I affirmed that I did, and she asked another question: “What does it matter if the rhinos die out? Is it really important that they are saved?” This would normally have riled me, and I would have normally given a snappish answer, but I had come to think of her as Mr. Spock from Star Trek— an emotionless, purely logical creature, at least with regards to her feelings for animals. Like Spock, though, I knew there were one or two things that stirred her, so I gave an honest reply. “If the rhinos are gone, maybe there is a dung beetle that feeds only on their droppings. It dies out, so does a bird that feeds on it, and that bird stops spiders from getting out of hand but now has an imbalanced diet and dies out.” She didn’t looked concerned by this, but I still had my trump card. “But to be honest, it doesn’t matter. No economy will suffer, nobody will go hungry, no diseases will be spawned. Yet there will never be a way to place a value on what we have lost. Future children will see rhinos only in books and wonder how we let them go so easily. It would be like lighting a fire in the Louvre and watching the Mona Lisa burn. Most people would think ‘What a pity’ and leave it at that while only a few wept.”
She smiled at the end of my soliloquy and said, “When we leave I could give you a tip, or add it to our donation to the rhino thingy. Which would you prefer?” She had me over a barrel. My wages were insignificant, and I lived for my tips. But I had always claimed that I wasn’t in the job for the money, and in all honesty only a fool would be.
So I returned the smile and said, “Save Mona.”
Bird Nerds
At nineteen years old, as I made preparations to head to Africa for the first time, I sat with my friend Richard, who already had safari experience. He was giving me a run through on things I should know. He pointed out that cheetahs have a long, lithe body built for speed, whereas leopards are stockier and more powerful. He explained that the white rhinoceros has a square mouth for cropping grass, while the bl
ack rhino has a hook lip for gripping leaves.
Then Richard opened a massive book, the sort that would break bones if it were dropped on your foot, and showed me pictures that appalled me. The page was filled with seemingly identical birds with brown feathers. There was nothing about them that was in the least bit interesting, and I couldn’t imagine what sort of person would want to pay attention to them. I listened halfheartedly as Richard explained that while they might look exactly the same, the trained ear could determine their species by call and the expert observer could also use flight pattern as a clue. At one point he paused and asked if there was something wrong with my eyes, as they had glazed over.
“Early onset cataracts,” I lied, not wanting to offend. “Tragically common in my family.”
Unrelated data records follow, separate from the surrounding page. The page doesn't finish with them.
use std::marker::PhantomData;

use itertools::Itertools;
use serde::{Deserialize, Serialize};
use tracing::{debug, info_span};

use crate::{
    backend::Backend,
    circuit::{Circuit, Param, Statistics},
    encoding::Encoding,
    error::{CompilationError, EngineError},
    integer::Integer,
    layouts::{Parameters, Width},
    trace::{Graph, trace},
};

/// Whether an argument is supplied encrypted or in the clear.
#[derive(Clone, Copy, Debug, PartialEq, Eq, Hash, Serialize, Deserialize)]
#[serde(rename_all = "snake_case")]
pub enum EncryptionStatus {
    Encrypted,
    Clear,
}

/// A circuit body: a function of integer arrays written only with
/// [Integer] operations.
pub trait CircuitFn {
    /// Names of the array arguments, in order.
    fn parameters(&self) -> &[&'static str];

    fn evaluate<T: Integer>(&self, args: &[Vec<T>]) -> T;
}

/// Turns a [CircuitFn] into an executable [Circuit].
pub struct Compiler<F: CircuitFn> {
    circuit_fn: F,
    statuses: Vec<(String, EncryptionStatus)>,
    parameters: Parameters,
}

impl<F: CircuitFn> Compiler<F> {
    pub fn new(circuit_fn: F, statuses: &[(&str, EncryptionStatus)]) -> Self {
        Self {
            circuit_fn,
            statuses: statuses
                .iter()
                .map(|(name, status)| (name.to_string(), *status))
                .collect(),
            parameters: Parameters::default(),
        }
    }

    pub fn with_parameters(mut self, parameters: Parameters) -> Self {
        self.parameters = parameters;
        self
    }

    pub fn circuit_fn(&self) -> &F {
        &self.circuit_fn
    }

    /// Traces the circuit body and sizes its integers so that every
    /// intermediate value of every sample of `inputset` is representable.
    ///
    /// Each sample holds one array per parameter. All samples must agree on
    /// the argument count and on every array length; the compiled circuit
    /// accepts exactly those shapes.
    pub fn compile<B: Backend>(&self, inputset: &[Vec<Vec<i64>>]) -> Result<Circuit<B>, EngineError> {
        let _span = info_span!("compile", backend = B::NAME, samples = inputset.len()).entered();

        self.parameters
            .validate()
            .map_err(CompilationError::InvalidParameters)?;

        let names: &[&'static str] = self.circuit_fn.parameters();
        let params: Vec<Param> = self.resolve_statuses(names)?;
        let shapes: Vec<usize> = check_inputset(names, inputset)?;

        let (graph, output) = trace(&shapes, |args| self.circuit_fn.evaluate(args));
        let (graph, output) = graph.prune(output);

        let width: Width = infer_width(&graph, inputset);
        debug!(nodes = graph.len(), width = width.0, "traced circuit");
        if width > self.parameters.max_width {
            return Err(CompilationError::WidthExceeded {
                required: width.0,
                max: self.parameters.max_width.0,
            }
            .into());
        }

        let statistics: Statistics = Statistics::of(&graph, output);
        debug!(?statistics, "compiled");

        Ok(Circuit {
            graph,
            output,
            params: params
                .into_iter()
                .zip(shapes)
                .map(|(p, len)| Param { len, ..p })
                .collect(),
            encoding: Encoding::new(width),
            parameters: self.parameters.clone(),
            statistics,
            client_key: None,
            evaluation_key: None,
            _backend: PhantomData,
        })
    }

    fn resolve_statuses(&self, names: &[&'static str]) -> Result<Vec<Param>, CompilationError> {
        if let Some((unknown, _)) = self
            .statuses
            .iter()
            .find(|(name, _)| !names.contains(&name.as_str()))
        {
            return Err(CompilationError::UnknownParameter(unknown.clone()));
        }
        names
            .iter()
            .map(|name| {
                self.statuses
                    .iter()
                    .find(|(n, _)| n.as_str() == *name)
                    .map(|(_, status)| Param {
                        name: name.to_string(),
                        status: *status,
                        len: 0,
                    })
                    .ok_or_else(|| CompilationError::MissingStatus(name.to_string()))
            })
            .collect()
    }
}

/// Returns the argument shapes shared by every sample.
fn check_inputset(names: &[&'static str], inputset: &[Vec<Vec<i64>>]) -> Result<Vec<usize>, CompilationError> {
    let first: &Vec<Vec<i64>> = inputset.first().ok_or(CompilationError::EmptyInputset)?;
    let shapes: Vec<usize> = first.iter().map(Vec::len).collect();

    for (sample, args) in inputset.iter().enumerate() {
        if args.len() != names.len() {
            return Err(CompilationError::ArgumentCount {
                sample,
                expected: names.len(),
                got: args.len(),
            });
        }
        for ((name, arg), expected) in names.iter().zip_eq(args.iter()).zip(shapes.iter()) {
            if arg.len() != *expected {
                return Err(CompilationError::InconsistentShape {
                    sample,
                    param: name.to_string(),
                    expected: *expected,
                    got: arg.len(),
                });
            }
        }
    }

    if let Some((name, _)) = names.iter().zip(shapes.iter()).find(|(_, len)| **len == 0) {
        return Err(CompilationError::EmptyArgument(name.to_string()));
    }

    Ok(shapes)
}

/// Widest signed width taken by any node over `inputset`.
fn infer_width(graph: &Graph, inputset: &[Vec<Vec<i64>>]) -> Width {
    let mut bounds: Vec<(i64, i64)> = vec![(0, 0); graph.len()];
    for sample in inputset {
        graph
            .eval(sample)
            .into_iter()
            .zip(bounds.iter_mut())
            .for_each(|(v, (min, max))| {
                *min = (*min).min(v);
                *max = (*max).max(v);
            });
    }
    bounds
        .into_iter()
        .map(|(min, max)| Width::of_range(min, max))
        .max()
        .unwrap_or(Width(1))
}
I was going to Africa for the animals. My perception was that people who watched birds wore funny clothes and had poor hygiene. They had beards (even the women) with bits of food stuck in them. Bird-watching was close kin to the dirty perversions of stamp collecting and crocheting cushion covers. I loved all nature, and regularly fed wild parrots in my backyard, but if someone had suggested I was a bird-watcher, I would have cringed and insisted that I was no such thing. Only people who couldn’t engage in normal activities like bike riding and seeing movies looked at birds and spent time ticking off the ones they had seen. I was a young teen when I started feeding the parrots and was becoming increasingly convinced that one day I might like to meet a girl and have sex. Being a bird-watcher, I was sure, would guarantee that it would never happen.